■ Work required: In full and without deviation, reproduce the records that follow.

* * * *

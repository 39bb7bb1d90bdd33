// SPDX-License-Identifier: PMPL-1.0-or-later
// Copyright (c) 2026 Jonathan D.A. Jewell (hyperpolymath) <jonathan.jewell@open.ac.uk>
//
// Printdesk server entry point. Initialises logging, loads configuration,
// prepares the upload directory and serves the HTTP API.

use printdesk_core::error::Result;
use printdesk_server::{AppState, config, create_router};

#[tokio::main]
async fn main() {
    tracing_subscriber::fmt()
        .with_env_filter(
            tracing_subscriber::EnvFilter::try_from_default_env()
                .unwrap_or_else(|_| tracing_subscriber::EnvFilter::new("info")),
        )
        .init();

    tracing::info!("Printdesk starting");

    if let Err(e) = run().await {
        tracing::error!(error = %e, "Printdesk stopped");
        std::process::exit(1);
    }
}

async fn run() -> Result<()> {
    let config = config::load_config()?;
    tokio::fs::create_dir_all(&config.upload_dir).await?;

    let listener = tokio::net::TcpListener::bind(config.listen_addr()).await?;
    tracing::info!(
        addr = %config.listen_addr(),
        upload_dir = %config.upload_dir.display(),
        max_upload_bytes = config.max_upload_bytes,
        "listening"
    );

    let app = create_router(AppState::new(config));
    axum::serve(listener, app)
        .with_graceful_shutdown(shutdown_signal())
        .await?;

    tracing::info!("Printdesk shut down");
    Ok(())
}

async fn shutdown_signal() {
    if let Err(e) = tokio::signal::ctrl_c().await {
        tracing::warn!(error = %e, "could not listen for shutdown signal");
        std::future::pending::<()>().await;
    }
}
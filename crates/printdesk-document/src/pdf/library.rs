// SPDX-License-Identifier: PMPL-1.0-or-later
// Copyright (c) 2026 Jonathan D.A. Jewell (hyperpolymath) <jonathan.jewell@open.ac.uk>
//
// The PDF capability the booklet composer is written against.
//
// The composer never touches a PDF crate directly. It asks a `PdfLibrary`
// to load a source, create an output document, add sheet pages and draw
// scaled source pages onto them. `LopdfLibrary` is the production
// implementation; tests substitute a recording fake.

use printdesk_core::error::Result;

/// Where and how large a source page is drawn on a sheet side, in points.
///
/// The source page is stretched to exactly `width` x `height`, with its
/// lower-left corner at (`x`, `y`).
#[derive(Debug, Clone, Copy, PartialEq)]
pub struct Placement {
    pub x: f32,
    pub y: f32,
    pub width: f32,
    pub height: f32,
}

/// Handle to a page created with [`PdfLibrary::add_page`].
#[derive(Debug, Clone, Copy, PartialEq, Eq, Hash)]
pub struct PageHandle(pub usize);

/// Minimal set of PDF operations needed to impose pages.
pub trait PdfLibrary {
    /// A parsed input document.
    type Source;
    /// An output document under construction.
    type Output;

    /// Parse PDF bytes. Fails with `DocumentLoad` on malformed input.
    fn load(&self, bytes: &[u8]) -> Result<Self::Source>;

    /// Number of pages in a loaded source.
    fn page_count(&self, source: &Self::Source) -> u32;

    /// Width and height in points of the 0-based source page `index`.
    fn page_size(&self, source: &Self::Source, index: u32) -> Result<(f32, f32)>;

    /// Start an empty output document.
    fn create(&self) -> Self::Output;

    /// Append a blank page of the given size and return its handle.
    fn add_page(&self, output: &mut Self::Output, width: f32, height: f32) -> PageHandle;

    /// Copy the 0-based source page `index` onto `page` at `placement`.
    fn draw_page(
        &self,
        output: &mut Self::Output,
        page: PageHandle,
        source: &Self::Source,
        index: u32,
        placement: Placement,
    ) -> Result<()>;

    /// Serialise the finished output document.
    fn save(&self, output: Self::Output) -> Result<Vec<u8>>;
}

* * * *

■ Result:
repository 39bb7bb1d90bdd33
// SPDX-License-Identifier: PMPL-1.0-or-later
// Copyright (c) 2026 Jonathan D.A. Jewell (hyperpolymath) <jonathan.jewell@open.ac.uk>
//
// Printdesk server entry point. Initialises logging, loads configuration,
// prepares the upload directory and serves the HTTP API.

use printdesk_core::error::Result;
use printdesk_server::{AppState, config, create_router};

#[tokio::main]
async fn main() {
    tracing_subscriber::fmt()
        .with_env_filter(
            tracing_subscriber::EnvFilter::try_from_default_env()
                .unwrap_or_else(|_| tracing_subscriber::EnvFilter::new("info")),
        )
        .init();

    tracing::info!("Printdesk starting");

    if let Err(e) = run().await {
        tracing::error!(error = %e, "Printdesk stopped");
        std::process::exit(1);
    }
}

async fn run() -> Result<()> {
    let config = config::load_config()?;
    tokio::fs::create_dir_all(&config.upload_dir).await?;

    let listener = tokio::net::TcpListener::bind(config.listen_addr()).await?;
    tracing::info!(
        addr = %config.listen_addr(),
        upload_dir = %config.upload_dir.display(),
        max_upload_bytes = config.max_upload_bytes,
        "listening"
    );

    let app = create_router(AppState::new(config));
    axum::serve(listener, app)
        .with_graceful_shutdown(shutdown_signal())
        .await?;

    tracing::info!("Printdesk shut down");
    Ok(())
}

async fn shutdown_signal() {
    if let Err(e) = tokio::signal::ctrl_c().await {
        tracing::warn!(error = %e, "could not listen for shutdown signal");
        std::future::pending::<()>().await;
    }
}
filename crates/printdesk-document/src/pdf/library.rs
// SPDX-License-Identifier: PMPL-1.0-or-later
// Copyright (c) 2026 Jonathan D.A. Jewell (hyperpolymath) <jonathan.jewell@open.ac.uk>
//
// The PDF capability the booklet composer is written against.
//
// The composer never touches a PDF crate directly. It asks a `PdfLibrary`
// to load a source, create an output document, add sheet pages and draw
// scaled source pages onto them. `LopdfLibrary` is the production
// implementation; tests substitute a recording fake.

use printdesk_core::error::Result;

/// Where and how large a source page is drawn on a sheet side, in points.
///
/// The source page is stretched to exactly `width` x `height`, with its
/// lower-left corner at (`x`, `y`).
#[derive(Debug, Clone, Copy, PartialEq)]
pub struct Placement {
    pub x: f32,
    pub y: f32,
    pub width: f32,
    pub height: f32,
}

/// Handle to a page created with [`PdfLibrary::add_page`].
#[derive(Debug, Clone, Copy, PartialEq, Eq, Hash)]
pub struct PageHandle(pub usize);

/// Minimal set of PDF operations needed to impose pages.
pub trait PdfLibrary {
    /// A parsed input document.
    type Source;
    /// An output document under construction.
    type Output;

    /// Parse PDF bytes. Fails with `DocumentLoad` on malformed input.
    fn load(&self, bytes: &[u8]) -> Result<Self::Source>;

    /// Number of pages in a loaded source.
    fn page_count(&self, source: &Self::Source) -> u32;

    /// Width and height in points of the 0-based source page `index`.
    fn page_size(&self, source: &Self::Source, index: u32) -> Result<(f32, f32)>;

    /// Start an empty output document.
    fn create(&self) -> Self::Output;

    /// Append a blank page of the given size and return its handle.
    fn add_page(&self, output: &mut Self::Output, width: f32, height: f32) -> PageHandle;

    /// Copy the 0-based source page `index` onto `page` at `placement`.
    fn draw_page(
        &self,
        output: &mut Self::Output,
        page: PageHandle,
        source: &Self::Source,
        index: u32,
        placement: Placement,
    ) -> Result<()>;

    /// Serialise the finished output document.
    fn save(&self, output: Self::Output) -> Result<Vec<u8>>;
}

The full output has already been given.